Integrins protect cardiomyocytes from ischemia/reperfusion injury

Ischemic damage is recognized to cause cardiomyocyte (CM) death and myocardial dysfunction, but the role of cell-matrix interactions and integrins in this process has not been extensively studied. Expression of alpha 7 beta 1D integrin, the dominant integrin in normal adult CMs, increases during ischemia/reperfusion (I/R), while deficiency of beta 1 integrins increases ischemic damage. We hypothesized that the forced overexpression of integrins on the CM would offer protection from I/R injury. Tg mice with CM-specific overexpression of integrin alpha 7 beta 1D exposed to I/R had a substantial reduction in infarct size compared with that of alpha 5 beta 1D-overexpressing mice and WT littermate controls. Using isolated CMs, we found that alpha 7 beta 1D preserved mitochondrial membrane potential during hypoxia/reoxygenation (H/R) injury via inhibition of mitochondrial Ca2+ overload but did not alter H/R effects on oxidative stress.

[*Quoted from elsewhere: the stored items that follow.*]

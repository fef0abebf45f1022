use serde::Serialize;
use tracing::{debug, warn};

use crate::config::normalise_levels;
use crate::error::{Result, SimError};

/// Tail Value at Risk, or the explicit absence of one.
#[derive(Debug, Clone, Copy, PartialEq, Serialize)]
#[serde(rename_all = "snake_case")]
pub enum TailMetric {
    /// Mean of the losses strictly above the VaR threshold.
    Defined(f64),
    /// No loss lies strictly above `threshold`; the conditional mean does not exist.
    Undefined { threshold: f64 },
}

impl TailMetric {
    pub fn value(&self) -> Option<f64> {
        match self {
            TailMetric::Defined(v) => Some(*v),
            TailMetric::Undefined { .. } => None,
        }
    }

    pub fn is_defined(&self) -> bool {
        matches!(self, TailMetric::Defined(_))
    }
}

#[derive(Debug, Clone, Copy, PartialEq, Serialize)]
pub struct VarEstimate {
    pub level: f64,
    pub value: f64,
}

/// Summary risk metrics for one loss distribution.
#[derive(Debug, Clone, PartialEq, Serialize)]
pub struct RiskReport {
    pub n: usize,
    pub mean: f64,
    /// One entry per confidence level, ascending by level.
    pub var: Vec<VarEstimate>,
    /// Level at which `tvar` is measured (the highest configured level).
    pub tvar_level: f64,
    pub tvar: TailMetric,
}

impl RiskReport {
    /// Mean, VaR at every level and TVaR at the highest level.
    pub fn from_losses(losses: &[f64], levels: &[f64]) -> Result<Self> {
        let sorted = sorted_losses(losses)?;
        let levels = normalise_levels(levels)?;

        let var: Vec<VarEstimate> = levels
            .iter()
            .map(|&level| VarEstimate { level, value: percentile(&sorted, level) })
            .collect();
        // normalise_levels guarantees at least one level.
        let top = var[var.len() - 1];
        let tvar = tail_mean_above(&sorted, top.value);
        if !tvar.is_defined() {
            warn!(level = top.level, threshold = top.value, "no trial exceeds VaR; TVaR undefined");
        }

        let report = RiskReport {
            n: sorted.len(),
            mean: sorted.iter().sum::<f64>() / sorted.len() as f64,
            var,
            tvar_level: top.level,
            tvar,
        };
        debug!(?report, "risk metrics computed");
        Ok(report)
    }

    /// VaR at exactly `level`, if that level was requested.
    pub fn var_at(&self, level: f64) -> Option<f64> {
        self.var.iter().find(|v| v.level == level).map(|v| v.value)
    }
}

/// Arithmetic mean. Fails on an empty slice.
pub fn mean(losses: &[f64]) -> Result<f64> {
    if losses.is_empty() {
        return Err(empty_input());
    }
    Ok(losses.iter().sum::<f64>() / losses.len() as f64)
}

/// VaR(p): the p-th percentile, linearly interpolated between order statistics.
pub fn value_at_risk(losses: &[f64], p: f64) -> Result<f64> {
    check_level(p)?;
    Ok(percentile(&sorted_losses(losses)?, p))
}

/// TVaR(p): mean of the losses strictly greater than VaR(p).
pub fn tail_value_at_risk(losses: &[f64], p: f64) -> Result<TailMetric> {
    check_level(p)?;
    let sorted = sorted_losses(losses)?;
    Ok(tail_mean_above(&sorted, percentile(&sorted, p)))
}

/// Percentile of an ascending, non-empty slice with `h = p·(n − 1)`.
pub(crate) fn percentile(sorted: &[f64], p: f64) -> f64 {
    let n = sorted.len();
    let h = p * (n - 1) as f64;
    let lo = h.floor() as usize;
    let hi = (lo + 1).min(n - 1);
    let frac = h - lo as f64;
    sorted[lo] + (sorted[hi] - sorted[lo]) * frac
}

fn tail_mean_above(sorted: &[f64], threshold: f64) -> TailMetric {
    let start = sorted.partition_point(|&x| x <= threshold);
    let tail = &sorted[start..];
    if tail.is_empty() {
        TailMetric::Undefined { threshold }
    } else {
        TailMetric::Defined(tail.iter().sum::<f64>() / tail.len() as f64)
    }
}

fn sorted_losses(losses: &[f64]) -> Result<Vec<f64>> {
    if losses.is_empty() {
        return Err(empty_input());
    }
    let mut sorted = losses.to_vec();
    sorted.sort_by(f64::total_cmp);
    Ok(sorted)
}

fn check_level(p: f64) -> Result<()> {
    if p > 0.0 && p < 1.0 {
        Ok(())
    } else {
        Err(SimError::InvalidConfiguration(format!("confidence level must lie in (0, 1), got {p}")))
    }
}

fn empty_input() -> SimError {
    SimError::InvalidInput("loss distribution is empty".to_string())
}

/// Descriptive statistics of a loss distribution.
#[derive(Debug, Clone, PartialEq, Serialize)]
pub struct DistStats {
    pub n: usize,
    pub min: f64,
    pub p50: f64,
    pub max: f64,
    pub mean: f64,
    pub std_dev: f64,
    /// Share of trials with no loss at all.
    pub zero_share: f64,
}

impl DistStats {
    pub fn from_losses(losses: &[f64]) -> Result<Self> {
        let sorted = sorted_losses(losses)?;
        let n = sorted.len();
        let mean = sorted.iter().sum::<f64>() / n as f64;
        let variance = if n > 1 {
            sorted.iter().map(|x| (x - mean).powi(2)).sum::<f64>() / (n - 1) as f64
        } else {
            0.0
        };
        let zeros = sorted.iter().take_while(|&&x| x == 0.0).count();

        Ok(DistStats {
            n,
            min: sorted[0],
            p50: percentile(&sorted, 0.5),
            max: sorted[n - 1],
            mean,
            std_dev: variance.sqrt(),
            zero_share: zeros as f64 / n as f64,
        })
    }
}

#[cfg(test)]
mod tests {
    use proptest::prelude::*;

    use super::*;

    fn close(a: f64, b: f64) -> bool {
        (a - b).abs() < 1e-9
    }

    #[test]
    fn percentile_known_values() {
        let v = [1.0, 2.0, 3.0, 4.0, 5.0];
        assert!(close(percentile(&v, 0.5), 3.0));
        assert!(close(percentile(&v, 0.95), 4.8));
        assert!(close(percentile(&v, 0.99), 4.96));
        assert!(close(percentile(&[7.0], 0.99), 7.0));
    }

    /// 1..=100: h = 0.95 × 99 = 94.05 → 95 + 0.05 × (96 − 95) = 95.05.
    #[test]
    fn var_interpolates_between_order_statistics() {
        let losses: Vec<f64> = (1..=100).rev().map(f64::from).collect();
        assert!(close(value_at_risk(&losses, 0.95).unwrap(), 95.05));
        assert!(close(value_at_risk(&losses, 0.99).unwrap(), 99.01));
    }

    #[test]
    fn tvar_is_mean_strictly_above_var() {
        let losses: Vec<f64> = (1..=100).map(f64::from).collect();
        // VaR(0.95) = 95.05; values above: 96..=100 → mean 98.
        assert_eq!(tail_value_at_risk(&losses, 0.95).unwrap(), TailMetric::Defined(98.0));
    }

    #[test]
    fn tvar_undefined_when_nothing_exceeds_threshold() {
        let losses = vec![0.0; 50];
        let tvar = tail_value_at_risk(&losses, 0.99).unwrap();
        assert_eq!(tvar, TailMetric::Undefined { threshold: 0.0 });
        assert_eq!(tvar.value(), None);
    }

    #[test]
    fn tvar_undefined_on_top_mass_point() {
        // Top 5 values tie at the maximum; VaR(0.99) equals it.
        let mut losses = vec![0.0; 95];
        losses.extend([1_000.0; 5]);
        assert!(!tail_value_at_risk(&losses, 0.99).unwrap().is_defined());
    }

    #[test]
    fn empty_distribution_is_invalid_input() {
        assert!(matches!(mean(&[]), Err(SimError::InvalidInput(_))));
        assert!(matches!(value_at_risk(&[], 0.95), Err(SimError::InvalidInput(_))));
        assert!(matches!(tail_value_at_risk(&[], 0.99), Err(SimError::InvalidInput(_))));
        assert!(matches!(
            RiskReport::from_losses(&[], &[0.95, 0.99]),
            Err(SimError::InvalidInput(_))
        ));
        assert!(matches!(DistStats::from_losses(&[]), Err(SimError::InvalidInput(_))));
    }

    #[test]
    fn level_outside_open_interval_rejected() {
        for p in [1.0, 1.5, -0.1, f64::NAN] {
            assert!(matches!(
                value_at_risk(&[1.0], p),
                Err(SimError::InvalidConfiguration(_))
            ));
        }
        assert!(matches!(
            RiskReport::from_losses(&[1.0], &[0.0]),
            Err(SimError::InvalidConfiguration(_))
        ));
    }

    #[test]
    fn report_orders_levels_and_measures_tvar_at_highest() {
        let losses: Vec<f64> = (1..=100).map(f64::from).collect();
        let report = RiskReport::from_losses(&losses, &[0.99, 0.95]).unwrap();
        assert_eq!(report.n, 100);
        assert!(close(report.mean, 50.5));
        assert_eq!(report.var.iter().map(|v| v.level).collect::<Vec<_>>(), vec![0.95, 0.99]);
        assert_eq!(report.tvar_level, 0.99);
        assert_eq!(report.tvar, TailMetric::Defined(100.0));
        assert!(close(report.var_at(0.95).unwrap(), 95.05));
        assert_eq!(report.var_at(0.5), None);
    }

    #[test]
    fn dist_stats_known_values() {
        let ds = DistStats::from_losses(&[0.0, 0.0, 3.0, 4.0, 8.0]).unwrap();
        assert_eq!(ds.n, 5);
        assert!(close(ds.min, 0.0));
        assert!(close(ds.max, 8.0));
        assert!(close(ds.p50, 3.0));
        assert!(close(ds.mean, 3.0));
        assert!(close(ds.std_dev, (44.0_f64 / 4.0).sqrt()));
        assert!(close(ds.zero_share, 0.4));
    }

    fn losses_strategy() -> impl Strategy<Value = Vec<f64>> {
        prop::collection::vec(prop_oneof![Just(0.0), 0.0..1.0e6], 1..400)
    }

    proptest! {
        #[test]
        fn var_is_monotone_in_level(losses in losses_strategy(), a in 0.01..0.99f64, b in 0.01..0.99f64) {
            let (lo, hi) = if a <= b { (a, b) } else { (b, a) };
            prop_assert!(value_at_risk(&losses, lo).unwrap() <= value_at_risk(&losses, hi).unwrap());
        }

        #[test]
        fn tvar_never_below_var(losses in losses_strategy(), p in 0.5..0.999f64) {
            let var = value_at_risk(&losses, p).unwrap();
            if let TailMetric::Defined(tvar) = tail_value_at_risk(&losses, p).unwrap() {
                prop_assert!(tvar >= var);
            }
        }

        #[test]
        fn var_lies_within_sample_range(losses in losses_strategy(), p in 0.01..0.99f64) {
            let var = value_at_risk(&losses, p).unwrap();
            let min = losses.iter().copied().fold(f64::INFINITY, f64::min);
            let max = losses.iter().copied().fold(f64::NEG_INFINITY, f64::max);
            prop_assert!(var >= min && var <= max);
        }

        #[test]
        fn result_ignores_input_order(mut losses in losses_strategy(), p in 0.5..0.999f64) {
            let before = RiskReport::from_losses(&losses, &[p]).unwrap();
            losses.reverse();
            let after = RiskReport::from_losses(&losses, &[p]).unwrap();
            prop_assert_eq!(before.var, after.var);
            prop_assert_eq!(before.tvar, after.tvar);
        }
    }
}
use std::time::Instant;

use rand::{Rng, SeedableRng};
use rand_chacha::ChaCha20Rng;
use rayon::prelude::*;
use tracing::info;

use crate::analysis::RiskReport;
use crate::config::SimulationConfig;
use crate::error::{Result, SimError};
use crate::frequency::ClaimCountGenerator;
use crate::severity::SeveritySampler;
use crate::types::{LossDistribution, Trial, TrialId};

/// Simulate one year: draw a claim count, then sum that many severities.
/// A zero count short-circuits to a loss of exactly 0.0 with no severity draw.
pub fn run_trial(
    id: TrialId,
    counts: &ClaimCountGenerator,
    severity: &SeveritySampler,
    rng: &mut impl Rng,
) -> Trial {
    let claim_count = counts.sample(rng);
    if claim_count == 0 {
        return Trial::quiet(id);
    }
    let total_loss = (0..claim_count).map(|_| severity.sample(rng)).sum();
    Trial { id, claim_count, total_loss }
}

/// Empty vector able to hold `n` trials without reallocating.
fn preallocate(n: usize) -> Result<Vec<Trial>> {
    let mut trials = Vec::new();
    trials.try_reserve_exact(n).map_err(|e| {
        SimError::InvalidInput(format!("cannot allocate {n} trials: {e}"))
    })?;
    Ok(trials)
}

/// Run `n` trials back to back on a single caller-owned random stream.
pub fn simulate_trials(
    n: usize,
    counts: &ClaimCountGenerator,
    severity: &SeveritySampler,
    rng: &mut impl Rng,
) -> Result<LossDistribution> {
    if n == 0 {
        return Err(SimError::InvalidInput("trial count must be at least 1".to_string()));
    }
    let mut trials = preallocate(n)?;
    for i in 0..n {
        trials.push(run_trial(TrialId(i as u64), counts, severity, rng));
    }
    LossDistribution::new(trials)
}

/// A validated, ready-to-run aggregate loss simulation.
///
/// Every trial draws from its own ChaCha20 stream: the configured seed with the
/// stream number set to the trial index. Streams never overlap, so trials are
/// independent and the output does not depend on how work is split across
/// threads.
#[derive(Debug, Clone)]
pub struct Simulation {
    config: SimulationConfig,
    counts: ClaimCountGenerator,
    severity: SeveritySampler,
    n_trials: usize,
}

impl Simulation {
    pub fn from_config(config: SimulationConfig) -> Result<Self> {
        let config = config.validate()?;
        let counts = ClaimCountGenerator::new(config.frequency.lambda)?;
        let severity = SeveritySampler::new(&config.severity)?;
        // validate() caps trials at MAX_TRIALS, which fits in usize.
        let n_trials = config.trials as usize;
        Ok(Simulation { config, counts, severity, n_trials })
    }

    pub fn config(&self) -> &SimulationConfig {
        &self.config
    }

    fn trial_rng(&self, id: TrialId) -> ChaCha20Rng {
        let mut rng = ChaCha20Rng::seed_from_u64(self.config.seed);
        rng.set_stream(id.0);
        rng
    }

    /// Fill all trials in parallel.
    pub fn run(&self) -> Result<LossDistribution> {
        let started = Instant::now();
        info!(trials = self.n_trials, seed = self.config.seed, "simulation started");

        let mut trials = preallocate(self.n_trials)?;
        trials.resize(self.n_trials, Trial::quiet(TrialId(0)));
        trials.par_iter_mut().enumerate().for_each(|(i, slot)| {
            let id = TrialId(i as u64);
            let mut rng = self.trial_rng(id);
            *slot = run_trial(id, &self.counts, &self.severity, &mut rng);
        });

        let dist = LossDistribution::new(trials)?;
        info!(
            trials = dist.len(),
            claims = dist.total_claims(),
            elapsed_ms = started.elapsed().as_millis() as u64,
            "simulation finished"
        );
        Ok(dist)
    }

    /// Same per-trial streams as [`Simulation::run`], on the calling thread.
    pub fn run_sequential(&self) -> Result<LossDistribution> {
        let mut trials = preallocate(self.n_trials)?;
        trials.extend((0..self.n_trials).map(|i| {
            let id = TrialId(i as u64);
            let mut rng = self.trial_rng(id);
            run_trial(id, &self.counts, &self.severity, &mut rng)
        }));
        LossDistribution::new(trials)
    }

    /// Risk metrics at the configured confidence levels.
    pub fn report(&self, dist: &LossDistribution) -> Result<RiskReport> {
        RiskReport::from_losses(&dist.losses(), &self.config.confidence_levels)
    }
}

Therefore, we assessed Ca2+ handling proteins in the CM and found that beta 1D integrin colocalized with ryanodine receptor 2 (RyR2) in CM T-tubules, complexed with RyR2 in human and rat heart, and specifically bound to RyR2 amino acids 165-175. Integrins stabilized the RyR2 interdomain interaction, and this stabilization required integrin receptor binding to its ECM ligand. These data suggest that alpha 7 beta 1D integrin modifies Ca2+ regulatory pathways and offers a means to protect the myocardium from ischemic injury.